She is, in effect, the leader we need in that position now. And we need it right now. The Attorney General needs her right now. He has said so. And we should be proud to confirm this eminently qualified woman. Hers is the character that the Department of Justice requires to help restore trust and credibility.

Now, the fact is that she has been a target of a smear campaign, a vial and despicable campaign of lies and deception that are completely unfounded. These attacks are based on demonstrable lies and mischaracterizations.

Her previous tenure in the civil rights division makes absolutely clear her commitment to enforcing the law with integrity and honesty, with balance and insight. She has a proven record as a consensus builder and as a leader.

And her work with law enforcement is the reason why she has such support among law enforcement leaders, and that support is across party lines. In fact, every major law enforcement organization refers and supports her nomination.

Try as they might, unfortunately, our Republican colleagues continue to smear her. She has never--she has never called for defunding the police. She has never said many of the lies that are attributed to her. And even more than being unfounded, these attacks are really the height hypocrisy. It is unconscionable that Republicans would criticize this lifelong public servant and Justice Department veteran after they silently sat by when there was no Senate-confirmed Associate Attorney General for nearly 3 years during the Trump administration. The outrage that they feign should fall on deaf ears.

Our moment of reckoning is soon. It is not just our moment of reckoning; it is a moment of reckoning for the Nation because, in the last year, we have faced a global pandemic. We have grappled with racial justice issues that have been ignored for too long, and we have defended against an onslaught of hate and extremism.

We are at a pivotal moment. We urgently need her kind of leadership to combat domestic terrorism, extremist violence, and hate crimes. In fact, we are in the midst right now of considering a measure that will help combat hate crimes, including my No Hate legislation. We know hate crimes are surging, and Asian Americans and Pacific Islanders have been the target of them, particularly the alarming wave of vitriolic attacks most recently.

Vanita Gupta has been a leader in the fight against hate crimes. As the head of the civil rights division, she was the Nation's chief civil rights enforcer and prosecutor. And while leading that division, she also headed the first prosecutions under the Matthew Shepard and James Byrd, Jr. Hate Crimes Prevention Act, which expanded the Federal hate crime law to include, among other things, crimes motivated by a victim's sexual orientation--crimes motivated by whom a person loved.

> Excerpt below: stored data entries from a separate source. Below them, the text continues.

//! # Errors
//!
//! Failures split into two kinds: [`CoupError`] is the recoverable half — a
//! malformed or disallowed action string, surfaced to the caller so they can
//! retry. The other half, invariant violations (dealer underflow, advancing
//! to a dead player, playing past game over), are programming faults: they
//! go through [`fault`], which logs and then panics rather than returning a
//! value a caller could plausibly recover from.

use thiserror::Error;

/// A malformed or disallowed player-supplied action. State is left
/// unchanged; callers may retry with a different action.
#[derive(Error, Debug, Clone, PartialEq, Eq)]
#[error("illegal action: {reason}")]
pub struct IllegalAction {
    pub reason: String,
}

impl IllegalAction {
    pub fn new(reason: impl Into<String>) -> Self {
        let reason = reason.into();
        log::warn!("illegal action rejected: {reason}");
        IllegalAction { reason }
    }
}

/// The crate's only error type. Currently a single variant, kept as an enum
/// (rather than returning `IllegalAction` bare) so a future recoverable
/// failure mode doesn't require changing every call site's `Result` type.
#[derive(Error, Debug, Clone, PartialEq, Eq)]
pub enum CoupError {
    #[error(transparent)]
    IllegalAction(#[from] IllegalAction),
}

pub type Result<T> = std::result::Result<T, CoupError>;

/// Raise an invariant violation: log it, then abort the process via panic.
/// Never returns. Used exclusively for states that legal play can never
/// reach — a bug turned up one of these, not a player.
#[track_caller]
pub fn fault(msg: impl std::fmt::Display) -> ! {
    log::error!("invariant violation: {msg}");
    panic!("invariant violation: {msg}");
}
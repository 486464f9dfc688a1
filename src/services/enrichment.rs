use crate::models::{Movie, MovieDetails};
use crate::services::providers::MetadataProvider;
use crate::services::recommender::RankedMovie;

/// A ranked recommendation joined with its fetched metadata
#[derive(Debug, Clone)]
pub struct Recommendation {
    pub movie: Movie,
    pub score: f32,
    pub details: MovieDetails,
}

/// Joins ranked movies with metadata from the provider
///
/// The per-movie fetches run concurrently; output order follows the ranking.
pub async fn enrich(
    provider: &dyn MetadataProvider,
    ranked: Vec<RankedMovie>,
) -> Vec<Recommendation> {
    let movie_ids = ranked.iter().map(|r| r.movie.id).collect();
    let details = provider.fetch_details_batch(movie_ids).await;

    ranked
        .into_iter()
        .zip(details)
        .map(|(ranked, details)| Recommendation {
            movie: ranked.movie,
            score: ranked.score,
            details,
        })
        .collect()
}
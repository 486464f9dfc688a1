use serde::Deserialize;

/// Application configuration loaded from environment variables
#[derive(Debug, Deserialize, Clone)]
pub struct Config {
    /// Path to the serialized movie catalog (id, title per row)
    #[serde(default = "default_catalog_path")]
    pub catalog_path: String,

    /// Path to the serialized pairwise similarity matrix
    #[serde(default = "default_similarity_path")]
    pub similarity_path: String,

    /// TMDB API key
    pub tmdb_api_key: String,

    /// TMDB API base URL
    #[serde(default = "default_tmdb_api_url")]
    pub tmdb_api_url: String,

    /// Base URL for poster images
    #[serde(default = "default_image_base_url")]
    pub image_base_url: String,

    /// Maximum number of metadata entries kept in the in-process cache
    #[serde(default = "default_metadata_cache_size")]
    pub metadata_cache_size: usize,

    /// Server host address
    #[serde(default = "default_host")]
    pub host: String,

    /// Server port
    #[serde(default = "default_port")]
    pub port: u16,
}

fn default_catalog_path() -> String {
    "data/movies.json".to_string()
}

fn default_similarity_path() -> String {
    "data/similarity.json".to_string()
}

fn default_tmdb_api_url() -> String {
    "https://api.themoviedb.org/3".to_string()
}

fn default_image_base_url() -> String {
    "https://image.tmdb.org/t/p/w500".to_string()
}

fn default_metadata_cache_size() -> usize {
    256
}

fn default_host() -> String {
    "127.0.0.1".to_string()
}

fn default_port() -> u16 {
    3000
}

impl Config {
    /// Load configuration from environment variables
    pub fn from_env() -> anyhow::Result<Self> {
        dotenvy::dotenv().ok();
        envy::from_env::<Config>().map_err(|e| anyhow::anyhow!("Failed to load config: {}", e))
    }
}
use serde::{Deserialize, Serialize};
use std::fmt::Display;

/// Identifier for a movie in the remote catalog (TMDB numeric ID)
#[derive(Debug, Clone, Copy, PartialEq, Eq, Hash, Serialize, Deserialize)]
#[serde(transparent)]
pub struct MovieId(pub u64);

impl Display for MovieId {
    fn fmt(&self, f: &mut std::fmt::Formatter<'_>) -> std::fmt::Result {
        write!(f, "{}", self.0)
    }
}

/// A recommendable catalog entry
///
/// Its position in the catalog vector is its row/column index in the
/// similarity matrix.
#[derive(Debug, Clone, Serialize, Deserialize, PartialEq)]
pub struct Movie {
    pub id: MovieId,
    pub title: String,
}

/// Placeholder image served when a poster is missing or the fetch failed
pub const PLACEHOLDER_POSTER_URL: &str = "https://via.placeholder.com/500x750?text=No+Image";

/// Descriptive metadata for one movie, as returned to the client
#[derive(Debug, Clone, Serialize, Deserialize, PartialEq)]
pub struct MovieDetails {
    pub poster_url: String,
    pub overview: String,
    pub release_date: String,
    pub rating: String,
    pub trailer_url: Option<String>,
}

impl MovieDetails {
    /// Fixed fallback returned when the remote fetch fails entirely
    pub fn placeholder() -> Self {
        Self {
            poster_url: PLACEHOLDER_POSTER_URL.to_string(),
            overview: "N/A".to_string(),
            release_date: "N/A".to_string(),
            rating: "N/A".to_string(),
            trailer_url: None,
        }
    }
}

// ============================================================================
// TMDB API Types
// ============================================================================

/// Raw movie details payload from GET /movie/{id}?append_to_response=videos
#[derive(Debug, Clone, Deserialize)]
pub struct TmdbMovieDetails {
    #[serde(default)]
    pub poster_path: Option<String>,
    #[serde(default)]
    pub overview: Option<String>,
    #[serde(default)]
    pub release_date: Option<String>,
    #[serde(default)]
    pub vote_average: Option<f64>,
    #[serde(default)]
    pub videos: Option<TmdbVideos>,
}

/// Embedded videos collection
#[derive(Debug, Clone, Default, Deserialize)]
pub struct TmdbVideos {
    #[serde(default)]
    pub results: Vec<TmdbVideo>,
}

/// A single video entry attached to a movie
#[derive(Debug, Clone, Deserialize)]
pub struct TmdbVideo {
    pub key: String,
    pub site: String,
    #[serde(rename = "type")]
    pub video_type: String,
}

impl TmdbMovieDetails {
    /// Converts the raw payload into client-facing details
    ///
    /// Missing fields fall back individually; the trailer is the first video
    /// entry hosted on YouTube with type "Trailer".
    pub fn into_details(self, image_base_url: &str) -> MovieDetails {
        let poster_url = match self.poster_path {
            Some(path) => format!("{}{}", image_base_url, path),
            None => PLACEHOLDER_POSTER_URL.to_string(),
        };

        let trailer_url = self
            .videos
            .unwrap_or_default()
            .results
            .into_iter()
            .find(|video| video.video_type == "Trailer" && video.site == "YouTube")
            .map(|video| format!("https://www.youtube.com/embed/{}", video.key));

        MovieDetails {
            poster_url,
            overview: self
                .overview
                .filter(|overview| !overview.is_empty())
                .unwrap_or_else(|| "No description available.".to_string()),
            release_date: self
                .release_date
                .filter(|date| !date.is_empty())
                .unwrap_or_else(|| "Unknown".to_string()),
            rating: self
                .vote_average
                .map(|rating| format!("{:.1}", rating))
                .unwrap_or_else(|| "N/A".to_string()),
            trailer_url,
        }
    }
}
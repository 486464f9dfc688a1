use std::fs::File;
use std::io::BufReader;
use std::path::Path;

use crate::error::{AppError, AppResult};
use crate::models::Movie;

/// Precomputed pairwise similarity scores, indexed by catalog position
///
/// Symmetric by convention; symmetry is not enforced. `row(i)[j]` is the
/// similarity of item i to item j.
#[derive(Debug, Clone)]
pub struct SimilarityMatrix {
    rows: Vec<Vec<f32>>,
}

impl SimilarityMatrix {
    /// Validates that the matrix is square
    pub fn new(rows: Vec<Vec<f32>>) -> AppResult<Self> {
        let n = rows.len();
        if let Some(bad) = rows.iter().position(|row| row.len() != n) {
            return Err(AppError::Catalog(format!(
                "similarity matrix is not square: row {} has {} columns, expected {}",
                bad,
                rows[bad].len(),
                n
            )));
        }
        Ok(Self { rows })
    }

    pub fn len(&self) -> usize {
        self.rows.len()
    }

    pub fn is_empty(&self) -> bool {
        self.rows.is_empty()
    }

    /// Scores of item `index` against every catalog item, including itself
    pub fn row(&self, index: usize) -> &[f32] {
        &self.rows[index]
    }
}

/// The in-memory catalog: movies paired with their similarity matrix
///
/// Loaded once at startup and immutable for the life of the process.
#[derive(Debug, Clone)]
pub struct Catalog {
    movies: Vec<Movie>,
    similarity: SimilarityMatrix,
}

impl Catalog {
    /// Validates that the matrix dimension matches the number of movies
    pub fn new(movies: Vec<Movie>, similarity: SimilarityMatrix) -> AppResult<Self> {
        if similarity.len() != movies.len() {
            return Err(AppError::Catalog(format!(
                "similarity matrix dimension {} does not match catalog size {}",
                similarity.len(),
                movies.len()
            )));
        }
        Ok(Self { movies, similarity })
    }

    /// Loads the catalog from its two serialized JSON blobs
    ///
    /// The catalog file is an array of `{id, title}` rows; the similarity
    /// file is an array of float rows.
    pub fn load<P: AsRef<Path>>(catalog_path: P, similarity_path: P) -> AppResult<Self> {
        let movies: Vec<Movie> = read_json(catalog_path.as_ref())?;
        let rows: Vec<Vec<f32>> = read_json(similarity_path.as_ref())?;

        tracing::debug!(
            movies = movies.len(),
            matrix_rows = rows.len(),
            "Catalog blobs read"
        );

        Self::new(movies, SimilarityMatrix::new(rows)?)
    }

    pub fn movies(&self) -> &[Movie] {
        &self.movies
    }

    pub fn len(&self) -> usize {
        self.movies.len()
    }

    pub fn is_empty(&self) -> bool {
        self.movies.is_empty()
    }

    /// Row index of the first movie whose title matches exactly
    pub fn position_of_title(&self, title: &str) -> Option<usize> {
        self.movies.iter().position(|movie| movie.title == title)
    }

    /// Similarity scores of the movie at `index` against the whole catalog
    pub fn similarity_row(&self, index: usize) -> &[f32] {
        self.similarity.row(index)
    }
}

fn read_json<T: serde::de::DeserializeOwned>(path: &Path) -> AppResult<T> {
    let file = File::open(path)
        .map_err(|e| AppError::Catalog(format!("failed to open {}: {}", path.display(), e)))?;
    serde_json::from_reader(BufReader::new(file))
        .map_err(|e| AppError::Catalog(format!("failed to parse {}: {}", path.display(), e)))
}
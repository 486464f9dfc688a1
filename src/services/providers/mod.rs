/// Movie metadata provider abstraction
///
/// The ranking core produces movie ids; a provider turns them into
/// displayable details (poster, overview, rating, trailer). Providers own
/// their transport concerns: timeout, retry, and caching.
use crate::models::{MovieDetails, MovieId};

pub mod tmdb;

/// Trait for movie metadata providers
#[cfg_attr(test, mockall::automock)]
#[async_trait::async_trait]
pub trait MetadataProvider: Send + Sync {
    /// Fetch descriptive metadata for a single movie
    ///
    /// Never fails the caller: any transport problem resolves to the fixed
    /// placeholder details.
    async fn fetch_details(&self, movie_id: MovieId) -> MovieDetails;

    /// Fetch metadata for several movies concurrently
    ///
    /// Default implementation spawns one task per id, bounded by the input
    /// length, and returns results in input order.
    async fn fetch_details_batch(&self, movie_ids: Vec<MovieId>) -> Vec<MovieDetails> {
        let mut tasks = Vec::with_capacity(movie_ids.len());

        for movie_id in movie_ids {
            let provider = self.clone_for_task();
            tasks.push(tokio::spawn(
                async move { provider.fetch_details(movie_id).await },
            ));
        }

        let mut results = Vec::with_capacity(tasks.len());
        for task in tasks {
            match task.await {
                Ok(details) => results.push(details),
                Err(e) => {
                    tracing::error!(error = %e, "Metadata fetch task failed to join");
                    results.push(MovieDetails::placeholder());
                }
            }
        }

        results
    }

    /// Clone provider for parallel task execution
    ///
    /// Required because providers need to be moved into tokio tasks.
    fn clone_for_task(&self) -> Box<dyn MetadataProvider>;

    /// Provider name for logging and debugging
    fn name(&self) -> &'static str;
}

#[cfg(test)]
mod tests {
    use super::*;

    /// Minimal provider that derives details from the id, with a delay that
    /// is longer for earlier ids so ordering cannot come from timing.
    #[derive(Clone)]
    struct EchoProvider;

    #[async_trait::async_trait]
    impl MetadataProvider for EchoProvider {
        async fn fetch_details(&self, movie_id: MovieId) -> MovieDetails {
            let delay = 50u64.saturating_sub(movie_id.0 * 10);
            tokio::time::sleep(tokio::time::Duration::from_millis(delay)).await;
            MovieDetails {
                overview: format!("movie {}", movie_id),
                ..MovieDetails::placeholder()
            }
        }

        fn clone_for_task(&self) -> Box<dyn MetadataProvider> {
            Box::new(self.clone())
        }

        fn name(&self) -> &'static str {
            "echo"
        }
    }

    #[tokio::test]
    async fn test_batch_preserves_input_order() {
        let provider = EchoProvider;
        let details = provider
            .fetch_details_batch(vec![MovieId(1), MovieId(2), MovieId(3)])
            .await;

        let overviews: Vec<&str> = details.iter().map(|d| d.overview.as_str()).collect();
        assert_eq!(overviews, ["movie 1", "movie 2", "movie 3"]);
    }

    #[tokio::test]
    async fn test_batch_empty_input() {
        let provider = EchoProvider;
        let details = provider.fetch_details_batch(vec![]).await;
        assert!(details.is_empty());
    }
}
use axum::{
    http::StatusCode,
    response::{IntoResponse, Response},
    Json,
};
use serde_json::json;

/// Application-level errors
#[derive(thiserror::Error, Debug)]
pub enum AppError {
    #[error("Catalog error: {0}")]
    Catalog(String),

    #[error("HTTP client error: {0}")]
    HttpClient(#[from] reqwest::Error),

    #[error("Not found: {0}")]
    NotFound(String),

    #[error("Invalid input: {0}")]
    InvalidInput(String),

    #[error("External API error: {0}")]
    ExternalApi(String),

    #[error("Internal server error: {0}")]
    Internal(String),
}

impl IntoResponse for AppError {
    fn into_response(self) -> Response {
        let (status, message) = match self {
            AppError::NotFound(msg) => (StatusCode::NOT_FOUND, msg),
            AppError::InvalidInput(msg) => (StatusCode::BAD_REQUEST, msg),
            AppError::Catalog(_) | AppError::Internal(_) => {
                (StatusCode::INTERNAL_SERVER_ERROR, self.to_string())
            }
            AppError::ExternalApi(msg) => (StatusCode::BAD_GATEWAY, msg),
            AppError::HttpClient(_) => (StatusCode::BAD_GATEWAY, self.to_string()),
        };

        let body = Json(json!({
            "error": message
        }));

        (status, body).into_response()
    }
}

pub type AppResult<T> = Result<T, AppError>;
/// TMDB metadata provider
///
/// Fetches poster, overview, release date, rating, and trailer data for a
/// movie id from the TMDB API, with an LRU cache in front of the network.
///
/// Transport behavior:
/// - 5 second request timeout
/// - up to 3 attempts on 502/503/504, with linear backoff between attempts
/// - any terminal failure resolves to the placeholder details; callers
///   never see an error
use std::time::Duration;

use reqwest::{Client as HttpClient, StatusCode};

use crate::{
    cache::MetadataCache,
    config::Config,
    error::{AppError, AppResult},
    models::{MovieDetails, MovieId, TmdbMovieDetails},
    services::providers::MetadataProvider,
};

const FETCH_TIMEOUT: Duration = Duration::from_secs(5);
const MAX_ATTEMPTS: u32 = 3;
const RETRY_BACKOFF: Duration = Duration::from_secs(1);
/// Statuses indicating the upstream is transiently unavailable
const RETRYABLE_STATUSES: [StatusCode; 3] = [
    StatusCode::BAD_GATEWAY,
    StatusCode::SERVICE_UNAVAILABLE,
    StatusCode::GATEWAY_TIMEOUT,
];

#[derive(Clone)]
pub struct TmdbProvider {
    http_client: HttpClient,
    api_key: String,
    api_url: String,
    image_base_url: String,
    cache: MetadataCache,
}

impl TmdbProvider {
    pub fn new(config: &Config) -> AppResult<Self> {
        let http_client = HttpClient::builder().timeout(FETCH_TIMEOUT).build()?;

        Ok(Self {
            http_client,
            api_key: config.tmdb_api_key.clone(),
            api_url: config.tmdb_api_url.clone(),
            image_base_url: config.image_base_url.clone(),
            cache: MetadataCache::new(config.metadata_cache_size),
        })
    }

    /// One fetch against the API, including the retry loop
    async fn try_fetch(&self, movie_id: MovieId) -> AppResult<MovieDetails> {
        let url = format!("{}/movie/{}", self.api_url, movie_id);
        let mut attempt = 1;

        loop {
            let response = self
                .http_client
                .get(&url)
                .query(&[
                    ("api_key", self.api_key.as_str()),
                    ("language", "en-US"),
                    ("append_to_response", "videos"),
                ])
                .send()
                .await?;

            let status = response.status();
            if status.is_success() {
                let payload: TmdbMovieDetails = response.json().await?;
                return Ok(payload.into_details(&self.image_base_url));
            }

            if !RETRYABLE_STATUSES.contains(&status) || attempt >= MAX_ATTEMPTS {
                let body = response.text().await.unwrap_or_default();
                return Err(AppError::ExternalApi(format!(
                    "TMDB returned status {}: {}",
                    status, body
                )));
            }

            tracing::warn!(
                movie_id = %movie_id,
                status = %status,
                attempt,
                "Transient TMDB error, retrying"
            );
            tokio::time::sleep(RETRY_BACKOFF * attempt).await;
            attempt += 1;
        }
    }
}

#[async_trait::async_trait]
impl MetadataProvider for TmdbProvider {
    async fn fetch_details(&self, movie_id: MovieId) -> MovieDetails {
        if let Some(cached) = self.cache.get(movie_id).await {
            return cached;
        }

        match self.try_fetch(movie_id).await {
            Ok(details) => {
                self.cache.insert(movie_id, details.clone()).await;
                tracing::info!(
                    movie_id = %movie_id,
                    provider = self.name(),
                    "Metadata fetched"
                );
                details
            }
            Err(e) => {
                // Placeholders are not cached: the next request should get
                // another chance at the real data.
                tracing::warn!(
                    movie_id = %movie_id,
                    error = %e,
                    "Metadata fetch failed, serving placeholder"
                );
                MovieDetails::placeholder()
            }
        }
    }

    fn clone_for_task(&self) -> Box<dyn MetadataProvider> {
        Box::new(self.clone())
    }

    fn name(&self) -> &'static str {
        "tmdb"
    }
}
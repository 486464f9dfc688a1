use std::collections::{HashMap, VecDeque};
use std::sync::Arc;

use chrono::{DateTime, Utc};
use tokio::sync::Mutex;

use crate::models::{MovieDetails, MovieId};

/// A cached metadata entry and when it was stored
#[derive(Debug, Clone)]
struct CacheEntry {
    details: MovieDetails,
    cached_at: DateTime<Utc>,
}

/// Size-bounded in-process LRU cache for fetched movie metadata
///
/// Keyed by movie id. Lookups refresh recency; inserting past capacity
/// evicts the least recently used entry. A capacity of zero disables
/// caching entirely.
#[derive(Clone)]
pub struct MetadataCache {
    inner: Arc<Mutex<CacheInner>>,
}

struct CacheInner {
    capacity: usize,
    entries: HashMap<MovieId, CacheEntry>,
    /// Recency order, least recently used at the front
    order: VecDeque<MovieId>,
}

impl MetadataCache {
    pub fn new(capacity: usize) -> Self {
        Self {
            inner: Arc::new(Mutex::new(CacheInner {
                capacity,
                entries: HashMap::with_capacity(capacity),
                order: VecDeque::with_capacity(capacity),
            })),
        }
    }

    /// Retrieves cached details and marks the entry as most recently used
    pub async fn get(&self, movie_id: MovieId) -> Option<MovieDetails> {
        let mut inner = self.inner.lock().await;
        let entry = inner.entries.get(&movie_id)?;
        let details = entry.details.clone();
        let cached_at = entry.cached_at;
        inner.touch(movie_id);

        tracing::debug!(movie_id = %movie_id, cached_at = %cached_at, "Metadata cache hit");
        Some(details)
    }

    /// Stores details, evicting the least recently used entry when full
    pub async fn insert(&self, movie_id: MovieId, details: MovieDetails) {
        let mut inner = self.inner.lock().await;
        if inner.capacity == 0 {
            return;
        }

        if inner.entries.contains_key(&movie_id) {
            inner.touch(movie_id);
        } else {
            if inner.entries.len() >= inner.capacity {
                if let Some(evicted) = inner.order.pop_front() {
                    inner.entries.remove(&evicted);
                    tracing::debug!(movie_id = %evicted, "Evicted metadata cache entry");
                }
            }
            inner.order.push_back(movie_id);
        }

        inner.entries.insert(
            movie_id,
            CacheEntry {
                details,
                cached_at: Utc::now(),
            },
        );
    }

    pub async fn len(&self) -> usize {
        self.inner.lock().await.entries.len()
    }

    pub async fn is_empty(&self) -> bool {
        self.inner.lock().await.entries.is_empty()
    }
}

impl CacheInner {
    /// Moves the id to the most recently used position
    fn touch(&mut self, movie_id: MovieId) {
        self.order.retain(|id| *id != movie_id);
        self.order.push_back(movie_id);
    }
}
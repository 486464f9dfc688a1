use crate::catalog::Catalog;
use crate::error::{AppError, AppResult};
use crate::models::Movie;

/// Number of recommendations returned when the client does not ask otherwise
pub const DEFAULT_TOP_K: usize = 5;

/// One ranked result: a catalog entry and its similarity to the selection
#[derive(Debug, Clone, PartialEq)]
pub struct RankedMovie {
    pub movie: Movie,
    pub score: f32,
}

/// Ranks every other catalog entry by similarity to `selected_title`
///
/// Resolves the title to its matrix row (first match wins), filters out the
/// selected index itself, and returns the `top_k` highest-scoring entries.
/// The sort is stable and descending by score, so equal scores keep their
/// catalog order. Returns `NotFound` when the title is not in the catalog.
pub fn recommend(
    catalog: &Catalog,
    selected_title: &str,
    top_k: usize,
) -> AppResult<Vec<RankedMovie>> {
    if selected_title.trim().is_empty() {
        return Err(AppError::InvalidInput(
            "Selected title cannot be empty".to_string(),
        ));
    }
    if top_k == 0 {
        return Err(AppError::InvalidInput(
            "top_k must be at least 1".to_string(),
        ));
    }

    let selected = catalog.position_of_title(selected_title).ok_or_else(|| {
        AppError::NotFound(format!("Title not in catalog: {}", selected_title))
    })?;

    let mut scored: Vec<(usize, f32)> = catalog
        .similarity_row(selected)
        .iter()
        .copied()
        .enumerate()
        .filter(|(index, _)| *index != selected)
        .collect();

    scored.sort_by(|a, b| b.1.partial_cmp(&a.1).unwrap_or(std::cmp::Ordering::Equal));

    let ranked: Vec<RankedMovie> = scored
        .into_iter()
        .take(top_k)
        .map(|(index, score)| RankedMovie {
            movie: catalog.movies()[index].clone(),
            score,
        })
        .collect();

    tracing::debug!(
        selected = %selected_title,
        selected_index = selected,
        results = ranked.len(),
        "Ranked recommendations"
    );

    Ok(ranked)
}
use std::fmt;

use relnf_core::AttributeSet;

use crate::FunctionalDependency;

/// The attribute closure of a seed set under a list of functional
/// dependencies: the maximal set derivable by repeated FD application.
/// `set ⊇ seed` always holds.
#[derive(Clone, PartialEq, Eq)]
pub struct Closure {
    seed: AttributeSet,
    set: AttributeSet,
}

impl Closure {
    #[inline]
    pub fn seed(&self) -> &AttributeSet {
        &self.seed
    }

    #[inline]
    pub fn set(&self) -> &AttributeSet {
        &self.set
    }

    /// Whether the seed determines the whole universe, i.e. is a super key.
    #[inline]
    pub fn determines(&self, universe: &AttributeSet) -> bool {
        &self.set == universe
    }
}

/// Computes the closure of `seed` by fixed-point iteration: keep applying
/// every dependency whose LHS is already contained until a full pass adds
/// nothing. Terminates because the result only grows and is bounded by the
/// attribute universe.
pub fn closure_of(seed: &AttributeSet, fds: &[FunctionalDependency]) -> Closure {
    let mut set = seed.clone();
    loop {
        let mut grew = false;
        for fd in fds {
            if set.is_superset(fd.lhs()) {
                for attr in fd.rhs() {
                    grew |= set.insert(attr.clone());
                }
            }
        }
        if !grew {
            break;
        }
    }
    Closure { seed: seed.clone(), set }
}

/// Whether `e` covers `f`: every dependency of `f` is entailed by `e`.
pub fn covers(e: &[FunctionalDependency], f: &[FunctionalDependency]) -> bool {
    f.iter().all(|fd| closure_of(fd.lhs(), e).set().is_superset(fd.rhs()))
}

/// Whether two dependency sets are equivalent (they cover each other).
pub fn equivalent(e: &[FunctionalDependency], f: &[FunctionalDependency]) -> bool {
    covers(e, f) && covers(f, e)
}

impl fmt::Display for Closure {
    fn fmt(&self, f: &mut fmt::Formatter<'_>) -> fmt::Result {
        write!(f, "({})+ = {{{}}}", self.seed, self.set)
    }
}

impl fmt::Debug for Closure {
    fn fmt(&self, f: &mut fmt::Formatter<'_>) -> fmt::Result {
        write!(f, "{self}")
    }
}

#[cfg(test)]
mod tests {
    use relnf_core::Attribute;

    use super::*;

    fn set(s: &str) -> AttributeSet {
        s.split(',').map(Attribute::from).collect()
    }

    fn fds(spec: &str) -> Vec<FunctionalDependency> {
        relnf_parse::parse_dependencies(spec)
            .unwrap()
            .into_iter()
            .map(|d| FunctionalDependency::new(d.lhs, d.rhs))
            .collect()
    }

    #[test]
    fn closure_reaches_fixed_point() {
        let fds = fds("A->B;B,C->E;D,E->A");
        assert_eq!(closure_of(&set("A"), &fds).set(), &set("A,B"));
        assert_eq!(closure_of(&set("A,C"), &fds).set(), &set("A,B,C,E"));
        assert_eq!(closure_of(&set("C,D,E"), &fds).set(), &set("A,B,C,D,E"));
    }

    #[test]
    fn closure_of_superkey_is_universe() {
        let fds = fds("A->B,C,D");
        assert!(closure_of(&set("A"), &fds).determines(&set("A,B,C,D")));
    }

    #[test]
    fn closure_contains_seed() {
        let fds = fds("A->B");
        let c = closure_of(&set("C,D"), &fds);
        assert!(c.set().is_superset(c.seed()));
        assert_eq!(c.set(), &set("C,D"));
    }

    #[test]
    fn closure_monotone_in_seed() {
        let fds = fds("A->B;B->C;C,D->E");
        let small = closure_of(&set("A"), &fds);
        let large = closure_of(&set("A,D"), &fds);
        assert!(large.set().is_superset(small.set()));
    }

    #[test]
    fn closure_idempotent() {
        let fds = fds("A->B;B->C");
        let once = closure_of(&set("A"), &fds);
        let twice = closure_of(once.set(), &fds);
        assert_eq!(once.set(), twice.set());
    }

    #[test]
    fn equivalence_is_mutual_covering() {
        // {A->B, B->C} and {A->B,C, B->C} are equivalent.
        let e = fds("A->B;B->C");
        let f = fds("A->B,C;B->C");
        assert!(equivalent(&e, &f));

        let g = fds("A->B");
        let h = fds("A->C");
        assert!(!covers(&g, &h));
        assert!(!equivalent(&g, &h));
    }
}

During her confirmation hearing, she committed to using the Department of Justice tools to investigate and prosecute hate crimes where they happen and to use its bully pulpit to prevent hate from festering in communities around the country.

The plain truth is that Vanita Gupta is the right person at the right time for this job. The Senate should confirm her as supremely qualified for this eminently important assignment, and it should do so swiftly with bipartisan support.

Thank you.

I yield the floor.

I suggest the absence of a quorum.

The ACTING PRESIDENT pro tempore. The clerk will call the roll.

The legislative clerk proceeded to call the roll

Mr. THUNE. Madam President, I ask unanimous consent that the order for the quorum call be rescinded.

The ACTING PRESIDENT pro tempore. Without objection, it is so ordered.

Infrastructure

Mr. THUNE. Madam President, I am feeling a sense of deja vu this morning. In March, Democrats used reconciliation to pass a massive, partisan bill that served as a cover for a collection of payoffs to Democratic interest groups in Democratic States.

Now, just over a month later, we are facing the prospect of round 2. Democrats are once again looking at reconciliation to pass a massive, partisan piece of legislation that serves to cover a long wish list of liberal priorities. The subject this time, of course, is infrastructure--like COVID relief, a subject that Republicans are very ready to tackle, but, just like with their COVID bill, Democrats aren't showing a lot of interest in bipartisan cooperation. Once again, their message seems to be ``Go along with everything we want or be completely excluded from any part of this bill.''

As I said, Republicans would be happy to take up infrastructure legislation. Our Nation is overdue for additional infrastructure investment. But an infrastructure bill should be focused on actual infrastructure: roads, bridges, airports, waterways, and digital infrastructure like broadband.

Democrats have some of that in their bill, but they also have been very busy expanding the definition of ``infrastructure'' to include a whole host of Democratic priorities. One Democratic Senator tweeted:

Paid leave is infrastructure. Childcare is infrastructure. Caregiving is infrastructure.

Well, actually, no, they are not. Neither is the Civilian Climate Corps or community colleges or support for Big Labor. None of those things are infrastructure.

Now, it may be that some--and I say ``some''--of Democrats' noninfrastructure proposals are things that we should have a discussion about here in Congress, a bipartisan discussion, but they are not infrastructure, and they don't belong in an infrastructure bill. Democrats should stop rewriting the definition of ``infrastructure'' to suit their purposes. The word

``infrastructure'' is not, in fact, anything that Democrats say it is.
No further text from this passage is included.